Wednesday, May 23, 2007

Autopistas que te llevan lejísimos.

I.- Siempre nos queda la prostitución como recurso, el pacto con el diablo y claro, para los de menos imaginación, el suicidio...

Ella nunca entendía mis chistes. Mi amor, le decía, nuestro amor es absurdo, y le daba un beso en sus labios semiabiertos. No respondía, seguía sumida en su montaña de libros mientras yo escribía mis cuentos, sentado a su lado, fiel y radiante, nervioso y enamorado. En eso me hablaba y me decía tengo sed y yo, aborregado le llenaba su botellita de agua y cuando se la ofrecía le decía ten, pero bésame mucho. Ella se reía halagada y fastidiada, me apretaba fuerte entre sus piernas, me besaba, me botaba y entonces su respuesta era: ¿qué decías? y yo contestaba: no, nada. Luego jugueteaba con sus gafas extrañas, negrísimas y se peinaba sus trenzas y cuando de pronto se sabía observada yo le decía me descubriste, le tomaba la cintura y le repetía al oído muchas veces su nombre, ansioso, feliz, desesperado y ella, inmóvil apenas respondía ¿No te cansas? ¿de qué? ¿de quererme tanto? y yo: A veces, pero me aguanto.

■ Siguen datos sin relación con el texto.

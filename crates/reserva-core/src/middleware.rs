use axum::http::HeaderName;
use tower_http::request_id::{
    MakeRequestId, PropagateRequestIdLayer, RequestId, SetRequestIdLayer,
};
use uuid::Uuid;

pub const REQUEST_ID_HEADER: &str = "x-request-id";

#[derive(Clone, Default)]
pub struct MakeUuidRequestId;

impl MakeRequestId for MakeUuidRequestId {
    fn make_request_id<B>(&mut self, _request: &axum::http::Request<B>) -> Option<RequestId> {
        let id = Uuid::now_v7().to_string();
        id.parse().ok().map(RequestId::new)
    }
}

/// Assigns an `x-request-id` to requests that arrive without one.
pub fn request_id_layer() -> SetRequestIdLayer<MakeUuidRequestId> {
    SetRequestIdLayer::new(HeaderName::from_static(REQUEST_ID_HEADER), MakeUuidRequestId)
}

/// Copies the request id onto the response.
pub fn propagate_request_id_layer() -> PropagateRequestIdLayer {
    PropagateRequestIdLayer::new(HeaderName::from_static(REQUEST_ID_HEADER))
}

II.- Me despertaba de pronto a media noche, asi como en las películas. O más bien en la madrugada, pero angustiado. Hacía frío pero mi primera sensación al respirar era la de estar tragándome un miasma poroso. Así, a veces en ese insomnio lloraba y cuando me calmaba me quedaba muy quieto, acurrucado, viendo muy interesado esos motivos mios del llanto. Y los veía crecer en lo oscuro, se reproducían, se entristecían y al final se volvían locos: Veía una acera ya muy lejana ahora, gris, medianamente sucia, como todas. Veía a un hombre torpe que tiraba sobre ella todo un bote de pintura. Eso es la angustía, ese es el hogar de mi angustia, su olor y su textura. Esa mancha blanca llena perfectamente mi eternidad. Cosas como ésta se averiguan en algunas noches. Esa mancha sigue creciendo y derramándose por ahí y en noches como esas me da alcance. Yo la siento espesa y fría; y en un fragmento del sueño llamo Verdad a esa acera, a ese hombre torpe y a esa mancha que vienen a verme desde muy lejos.